Required action: Through the line that contains "и полный проход", return the data below exactly, starting at its first line; leave the rest out.

Recorded information:
++++++

//! Общие константы формата контейнера системных настроек.
//!
//! Формат (LE):
//! [total_size u32]
//! далее последовательность записей:
//! [name_size u32][name: name_size байт, последний = 0x00][type u8][value_size u32][value]

// -------- Container header --------
pub const HDR_SIZE: usize = 4;

// -------- Record --------
pub const REC_NAME_SIZE_LEN: usize = 4;
// type u8 + value_size u32, резервируются сразу после имени
pub const REC_TYPE_VSIZE_LEN: usize = 5;

/// Разделитель владельца и имени настройки: "owner!setting".
pub const OWNER_SEPARATOR: char = '!';

// -------- Value types --------
pub const CFG_TYPE_STR: u8 = 0x01;
pub const CFG_TYPE_U8: u8 = 0x02;
pub const CFG_TYPE_U32: u8 = 0x03;

// Фиксированная ширина значений
pub const CFG_U8_LEN: usize = 1;
pub const CFG_U32_LEN: usize = 4;
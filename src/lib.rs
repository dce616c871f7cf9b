#![allow(non_snake_case)]

// Формат контейнера
pub mod consts;
pub mod error;
pub mod header;
pub mod record;
pub mod value;

// Сборка вывода и полный проход
pub mod render;
pub mod decoder;

// Ввод/вывод вокруг декодера
pub mod config;
pub mod source;
pub mod cli;

// Удобные реэкспорты
pub use config::{NxCfgConfig, RenderMode};
pub use decoder::{collect_entries, decode_bytes, decode_file, decode_reader, DecodeStats};
pub use error::{CfgError, Result};
pub use record::{Entry, RecordWalker};
pub use value::{SettingType, SettingValue};
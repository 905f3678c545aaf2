use crate::structure::GenerateOptions;
use clap::{ArgAction, Parser, Subcommand};
use std::path::PathBuf;

const EXAMPLES: &str = "\
Examples:
  foldertree create ./structure.txt ./my-project
  foldertree generate ./my-project ./structure.txt
  foldertree generate ./my-project -I '*.tmp' --include-hidden";

#[derive(Parser, Debug, Clone)]
#[command(
    name = "foldertree",
    version,
    about = "Create folder structures from tree text and tree text from folders",
    after_help = EXAMPLES
)]
pub struct Args {
    #[command(subcommand)]
    pub command: Command,

    /// Increase log verbosity (-v info, -vv debug, -vvv trace)
    #[arg(short = 'v', long = "verbose", action = ArgAction::Count, global = true)]
    pub verbose: u8,

    /// Only print errors
    #[arg(short = 'q', long = "quiet", global = true)]
    pub quiet: bool,
}

#[derive(Subcommand, Debug, Clone)]
pub enum Command {
    /// Create folders and empty files from a tree-text file
    #[command(visible_aliases = ["create-folders", "c"])]
    Create {
        /// Tree-text file to read
        input: PathBuf,
        /// Directory to create the structure in
        target: PathBuf,
    },

    /// Generate tree text from an existing directory
    #[command(visible_aliases = ["generate-file", "g"])]
    Generate(GenerateArgs),

    /// Check a tree-text file without creating anything
    Validate {
        /// Tree-text file to check
        input: PathBuf,
    },
}

#[derive(clap::Args, Debug, Clone)]
pub struct GenerateArgs {
    /// Directory to scan
    pub source: PathBuf,

    /// File to write (default: stdout)
    pub output: Option<PathBuf>,

    /// Do not apply the built-in ignore list (.git, node_modules, .env, ...)
    #[arg(short = 'a', long = "include-hidden")]
    pub include_hidden: bool,

    /// Gitignore-style patterns to exclude (repeatable)
    #[arg(short = 'I', long = "ignore", action = ArgAction::Append)]
    pub ignore: Vec<String>,

    /// Additional gitignore files to load (repeatable)
    #[arg(long = "ignore-file", action = ArgAction::Append)]
    pub ignore_files: Vec<PathBuf>,

    /// Do not load <source>/.gitignore
    #[arg(long = "no-gitignore")]
    pub no_gitignore: bool,
}

impl Args {
    /// Enforce invariants after parsing.
    pub fn validated(mut self) -> Self {
        if self.quiet {
            self.verbose = 0;
        }
        self
    }
}

impl GenerateArgs {
    pub fn options(&self) -> GenerateOptions {
        let mut ignore_files = Vec::new();
        if !self.no_gitignore {
            ignore_files.push(self.source.join(".gitignore"));
        }
        ignore_files.extend(self.ignore_files.iter().cloned());
        GenerateOptions {
            include_hidden: self.include_hidden,
            ignore_files,
            extra_patterns: self.ignore.clone(),
        }
    }
}
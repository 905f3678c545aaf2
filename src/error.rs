//! Error types shared by the validator, materializer, and scanner.

use std::fmt;
use std::io;
use std::path::PathBuf;
use thiserror::Error;

/// Line-level grammar violations found by the validator.
#[derive(Debug, Clone, Copy, PartialEq, Eq)]
pub enum LineErrorKind {
    /// The connector is not followed by a single separator and a valid name.
    InvalidLineFormat,
    /// Something other than filler precedes the connector.
    InvalidCharacters,
    /// The line is nested more than one level deeper than the previous entry.
    InconsistentIndentation,
}

impl fmt::Display for LineErrorKind {
    fn fmt(&self, f: &mut fmt::Formatter<'_>) -> fmt::Result {
        let msg = match self {
            LineErrorKind::InvalidLineFormat => "Invalid line format",
            LineErrorKind::InvalidCharacters => {
                "Invalid characters between separator and tree symbol"
            }
            LineErrorKind::InconsistentIndentation => "Inconsistent indentation level",
        };
        f.write_str(msg)
    }
}

/// A single offending line.
#[derive(Debug, Clone, PartialEq, Eq)]
pub struct LineError {
    /// 1-based position among the document's non-blank lines.
    pub line: usize,
    pub kind: LineErrorKind,
}

impl fmt::Display for LineError {
    fn fmt(&self, f: &mut fmt::Formatter<'_>) -> fmt::Result {
        write!(f, "Line {}: {}", self.line, self.kind)
    }
}

/// Every line error of a document, reported together.
#[derive(Debug, Clone, PartialEq, Eq)]
pub struct FormatErrors(pub Vec<LineError>);

impl FormatErrors {
    pub fn iter(&self) -> impl Iterator<Item = &LineError> {
        self.0.iter()
    }

    /// Whether any line failed with `kind`.
    pub fn contains(&self, kind: LineErrorKind) -> bool {
        self.0.iter().any(|e| e.kind == kind)
    }
}

impl fmt::Display for FormatErrors {
    fn fmt(&self, f: &mut fmt::Formatter<'_>) -> fmt::Result {
        for (i, err) in self.0.iter().enumerate() {
            if i > 0 {
                f.write_str("\n")?;
            }
            write!(f, "{err}")?;
        }
        Ok(())
    }
}

#[derive(Debug, Error)]
pub enum Error {
    #[error("{}: no such file or directory", .0.display())]
    NotFound(PathBuf),

    #[error("{}: Not a directory", .0.display())]
    NotADirectory(PathBuf),

    #[error("Input file is empty")]
    EmptyInput,

    #[error("{0}")]
    Format(FormatErrors),

    #[error("{}: {source}", .path.display())]
    Io {
        path: PathBuf,
        #[source]
        source: io::Error,
    },
}

impl Error {
    pub(crate) fn io(path: impl Into<PathBuf>, source: io::Error) -> Self {
        let path = path.into();
        if source.kind() == io::ErrorKind::NotFound {
            Error::NotFound(path)
        } else {
            Error::Io { path, source }
        }
    }

    /// The line errors carried by a grammar failure, if any.
    pub fn format_errors(&self) -> Option<&FormatErrors> {
        match self {
            Error::Format(errors) => Some(errors),
            _ => None,
        }
    }
}

pub type Result<T> = std::result::Result<T, Error>;
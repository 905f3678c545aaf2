//! Rebuild a path hierarchy from validated tree text.

use crate::grammar::{classify, TreeLine};
use std::path::PathBuf;

/// One file or directory described by the document, relative to the target root.
#[derive(Debug, Clone, PartialEq, Eq)]
pub struct ParsedEntry {
    pub path: PathBuf,
    pub is_dir: bool,
}

#[derive(Debug, Clone)]
struct PathFrame {
    name: String,
    level: usize,
}

/// Stack of open ancestors, strictly increasing in level from bottom to top.
#[derive(Debug, Default)]
struct PathStack {
    frames: Vec<PathFrame>,
}

impl PathStack {
    /// Pop every frame at or below `level`, push `name`, and return the joined path.
    fn enter(&mut self, name: &str, level: usize) -> PathBuf {
        while self.frames.last().is_some_and(|f| f.level >= level) {
            self.frames.pop();
        }
        self.frames.push(PathFrame {
            name: name.to_string(),
            level,
        });
        self.frames.iter().map(|f| f.name.as_str()).collect()
    }
}

/// Parse a document into entries in document order.
///
/// Blank, separator-only, and unrecognized lines are skipped; callers are
/// expected to run [`crate::grammar::validate`] first.
pub fn parse(document: &str) -> Vec<ParsedEntry> {
    let mut stack = PathStack::default();
    let mut entries = Vec::new();

    for line in document.lines() {
        let TreeLine::Entry(entry) = classify(line) else {
            continue;
        };
        let raw = entry.name();
        let name = raw.trim_end_matches('/');
        if name.is_empty() {
            continue;
        }
        let path = stack.enter(name, entry.parse_level());
        entries.push(ParsedEntry {
            path,
            is_dir: entry.is_dir(),
        });
    }

    entries
}
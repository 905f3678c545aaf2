mod common;

use common::create_fixture;
use foldertree::error::{Error, Result};
use foldertree::grammar::validate;
use foldertree::ignore::IgnoreMatcher;
use foldertree::structure::{render_directory, render_with, GenerateOptions};
use foldertree::tree::{render, scan, Children, TreeNode, TreeScanner};
use std::fs;
use std::path::Path;
use tempfile::TempDir;

fn visible() -> IgnoreMatcher {
    IgnoreMatcher::empty()
}

// --- Scanning ---

#[test]
fn test_empty_directory_renders_empty() {
    let tmp = TempDir::new().unwrap();
    let output = render_directory(tmp.path(), &GenerateOptions::default()).unwrap();
    assert_eq!(output.trim(), "");
}

#[test]
fn test_scan_keeps_listing_order() {
    let tmp = create_fixture(&["b.txt", "a/", "c/x.txt", "D.md", "e.rs"]);
    let tree = scan(tmp.path(), &visible()).unwrap();

    let listed: Vec<String> = fs::read_dir(tmp.path())
        .unwrap()
        .map(|e| e.unwrap().file_name().to_string_lossy().into_owned())
        .collect();
    let scanned: Vec<String> = tree
        .children()
        .unwrap()
        .names()
        .into_iter()
        .map(String::from)
        .collect();
    assert_eq!(scanned, listed, "scanner must not re-sort entries");
}

#[test]
fn test_scan_builds_nested_nodes() {
    let tmp = create_fixture(&["src/main.rs", "src/util/mod.rs", "Cargo.toml"]);
    let tree = scan(tmp.path(), &visible()).unwrap();

    let mut paths = tree.paths();
    paths.sort();
    assert_eq!(
        paths,
        vec!["Cargo.toml", "src/", "src/main.rs", "src/util/", "src/util/mod.rs"]
    );
    let src = tree.children().unwrap().get("src").unwrap();
    assert!(src.is_dir());
    assert_eq!(src.children().unwrap().get("main.rs"), Some(&TreeNode::File));
}

#[test]
fn test_scan_missing_root() {
    let tmp = TempDir::new().unwrap();
    let err = render_directory(&tmp.path().join("gone"), &GenerateOptions::default()).unwrap_err();
    assert!(matches!(err, Error::NotFound(_)), "got {err:?}");
}

#[test]
#[cfg(unix)]
fn test_symlink_is_a_leaf() {
    let tmp = create_fixture(&["real/inner.txt"]);
    std::os::unix::fs::symlink(tmp.path().join("real"), tmp.path().join("link")).unwrap();

    let tree = scan(tmp.path(), &visible()).unwrap();
    let link = tree.children().unwrap().get("link").unwrap();
    assert_eq!(link, &TreeNode::File, "symlinks must not be followed");

    let output = render(&tree);
    assert_eq!(output.matches("inner.txt").count(), 1);
    assert!(!output.contains("link/"));
}

// --- Rendering ---

#[test]
fn test_last_sibling_uses_last_connector() {
    let tmp = create_fixture(&["one.txt", "two.txt", "three.txt"]);
    let output = render_directory(tmp.path(), &GenerateOptions::default()).unwrap();
    let lines: Vec<&str> = output.lines().collect();

    assert_eq!(lines.len(), 3);
    for line in &lines[..2] {
        assert!(line.starts_with('\u{251c}'), "non-last should use branch: {line:?}");
    }
    assert!(lines[2].starts_with('\u{2514}'), "last should use corner: {:?}", lines[2]);
}

#[test]
fn test_generated_text_passes_validation() {
    let tmp = create_fixture(&[
        "a/b/c/d/deep.txt",
        "a/b/sibling.txt",
        "a/top.txt",
        "z/",
        "readme.md",
    ]);
    let output = render_directory(tmp.path(), &GenerateOptions::default()).unwrap();
    validate(&output).unwrap_or_else(|e| panic!("{e}\n{output}"));
}

#[test]
fn test_output_file_inside_source_is_not_listed() {
    let tmp = create_fixture(&["folder1/file1.txt"]);
    let output = tmp.path().join("output-structure.txt");
    let text = foldertree::structure::generate_text(tmp.path(), &output, &GenerateOptions::default())
        .unwrap();
    assert!(!text.contains("output-structure.txt"));
    assert!(output.is_file());
}

// --- Scanner seam ---

struct FixedScanner;

impl TreeScanner for FixedScanner {
    fn scan(&self, _root: &Path, matcher: &IgnoreMatcher) -> Result<TreeNode> {
        let mut children = Children::new();
        for name in ["zz.txt", "debug.log", "aa.txt"] {
            if !matcher.ignores(name) {
                children.insert(name, TreeNode::File);
            }
        }
        Ok(TreeNode::Directory(children))
    }
}

#[test]
fn test_render_with_custom_scanner() {
    let output = render_with(&FixedScanner, Path::new("unused"), &IgnoreMatcher::new()).unwrap();
    assert_eq!(
        output,
        "\u{251c}\u{2500}\u{2500} zz.txt\n\u{2514}\u{2500}\u{2500} aa.txt\n"
    );
}
//! Tree-text line grammar and the validator that enforces it.
//!
//! A document is a sequence of lines of the form `<filler><connector> <name>`,
//! where filler is made of spaces and the `│` bar, and the connector is `├──`
//! for a non-last sibling or `└──` for the last one. Blank lines and lines made
//! only of filler are allowed anywhere.

use crate::error::{Error, FormatErrors, LineError, LineErrorKind, Result};
use std::fs;
use std::path::Path;

/// Connector for a child that has a following sibling.
pub const BRANCH: &str = "\u{251c}\u{2500}\u{2500}"; // ├──
/// Connector for the last child of a sibling group.
pub const LAST: &str = "\u{2514}\u{2500}\u{2500}"; // └──
/// Continuation bar used in filler columns.
pub const BAR: char = '\u{2502}'; // │
/// Filler characters per nesting level.
pub const INDENT_UNIT: usize = 4;

#[derive(Debug, Clone, Copy, PartialEq, Eq)]
pub enum Connector {
    Branch,
    Last,
}

/// Classification of one input line.
#[derive(Debug, Clone, Copy, PartialEq, Eq)]
pub enum TreeLine<'a> {
    Empty,
    /// Only spaces and bars.
    SeparatorOnly,
    Entry(EntryLine<'a>),
    /// Filler followed by something that is not a connector.
    Unrecognized,
}

/// An entry line split around its connector. Trailing whitespace is already gone.
#[derive(Debug, Clone, Copy, PartialEq, Eq)]
pub struct EntryLine<'a> {
    pub filler: &'a str,
    pub connector: Connector,
    /// Everything after the connector, separator included.
    pub rest: &'a str,
}

impl<'a> EntryLine<'a> {
    /// Level used for the monotonicity check: every filler character counts.
    pub fn validation_level(&self) -> usize {
        self.filler.chars().count() / INDENT_UNIT
    }

    /// Level used to rebuild the hierarchy: only literal spaces count, two per level.
    pub fn parse_level(&self) -> usize {
        self.filler.chars().filter(|c| *c == ' ').count() / 2
    }

    /// Name with surrounding whitespace removed, trailing `/` kept.
    pub fn name(&self) -> &'a str {
        self.rest.trim()
    }

    pub fn is_dir(&self) -> bool {
        self.name().ends_with('/')
    }

    /// Exactly one whitespace separator, then a name of allowed characters
    /// that is not made of slashes alone.
    pub fn is_well_formed(&self) -> bool {
        let mut chars = self.rest.chars();
        match chars.next() {
            Some(c) if c.is_whitespace() => {}
            _ => return false,
        }
        let name = chars.as_str();
        !name.trim_matches('/').is_empty() && name.chars().all(is_name_char)
    }
}

fn is_filler(c: char) -> bool {
    c == ' ' || c == BAR
}

fn is_name_char(c: char) -> bool {
    c.is_ascii_alphanumeric() || matches!(c, '_' | '-' | '.' | '/')
}

/// Classify a single line of tree text.
pub fn classify(line: &str) -> TreeLine<'_> {
    let line = line.trim_end();
    if line.is_empty() {
        return TreeLine::Empty;
    }
    let body = line.trim_start_matches(is_filler);
    if body.is_empty() {
        return TreeLine::SeparatorOnly;
    }
    let filler = &line[..line.len() - body.len()];
    if let Some(rest) = body.strip_prefix(BRANCH) {
        TreeLine::Entry(EntryLine {
            filler,
            connector: Connector::Branch,
            rest,
        })
    } else if let Some(rest) = body.strip_prefix(LAST) {
        TreeLine::Entry(EntryLine {
            filler,
            connector: Connector::Last,
            rest,
        })
    } else {
        TreeLine::Unrecognized
    }
}

/// Validate a whole document, collecting one error per offending line.
///
/// Line numbers count non-blank lines only. A document without a single entry
/// line (and no other errors) is rejected as [`Error::EmptyInput`].
pub fn validate(document: &str) -> Result<()> {
    let mut errors = Vec::new();
    let mut entries = 0usize;
    let mut previous_level = 0usize;

    let non_blank = document.lines().filter(|l| !l.trim().is_empty());
    for (index, line) in non_blank.enumerate() {
        let line_number = index + 1;
        match classify(line) {
            TreeLine::Empty | TreeLine::SeparatorOnly => continue,
            TreeLine::Unrecognized => errors.push(LineError {
                line: line_number,
                kind: LineErrorKind::InvalidCharacters,
            }),
            TreeLine::Entry(entry) => {
                entries += 1;
                let level = entry.validation_level();
                if !entry.is_well_formed() {
                    errors.push(LineError {
                        line: line_number,
                        kind: LineErrorKind::InvalidLineFormat,
                    });
                } else if level > previous_level + 1 {
                    errors.push(LineError {
                        line: line_number,
                        kind: LineErrorKind::InconsistentIndentation,
                    });
                }
                previous_level = level;
            }
        }
    }

    if !errors.is_empty() {
        return Err(Error::Format(FormatErrors(errors)));
    }
    if entries == 0 {
        return Err(Error::EmptyInput);
    }
    Ok(())
}

/// Read and validate a tree-text file. A missing file is [`Error::NotFound`].
pub fn validate_file(path: &Path) -> Result<String> {
    let document = fs::read_to_string(path).map_err(|e| Error::io(path, e))?;
    validate(&document)?;
    Ok(document)
}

++++++

Reply:
//! Общие константы формата контейнера системных настроек.
//!
//! Формат (LE):
//! [total_size u32]
//! далее последовательность записей:
//! [name_size u32][name: name_size байт, последний = 0x00][type u8][value_size u32][value]

// -------- Container header --------
pub const HDR_SIZE: usize = 4;

// -------- Record --------
pub const REC_NAME_SIZE_LEN: usize = 4;
// type u8 + value_size u32, резервируются сразу после имени
pub const REC_TYPE_VSIZE_LEN: usize = 5;

/// Разделитель владельца и имени настройки: "owner!setting".
pub const OWNER_SEPARATOR: char = '!';

// -------- Value types --------
pub const CFG_TYPE_STR: u8 = 0x01;
pub const CFG_TYPE_U8: u8 = 0x02;
pub const CFG_TYPE_U32: u8 = 0x03;

// Фиксированная ширина значений
pub const CFG_U8_LEN: usize = 1;
pub const CFG_U32_LEN: usize = 4;
filename src/lib.rs
repository dce616c871f7cf9b
#![allow(non_snake_case)]

// Формат контейнера
pub mod consts;
pub mod error;
pub mod header;
pub mod record;
pub mod value;

// Сборка вывода и полный проход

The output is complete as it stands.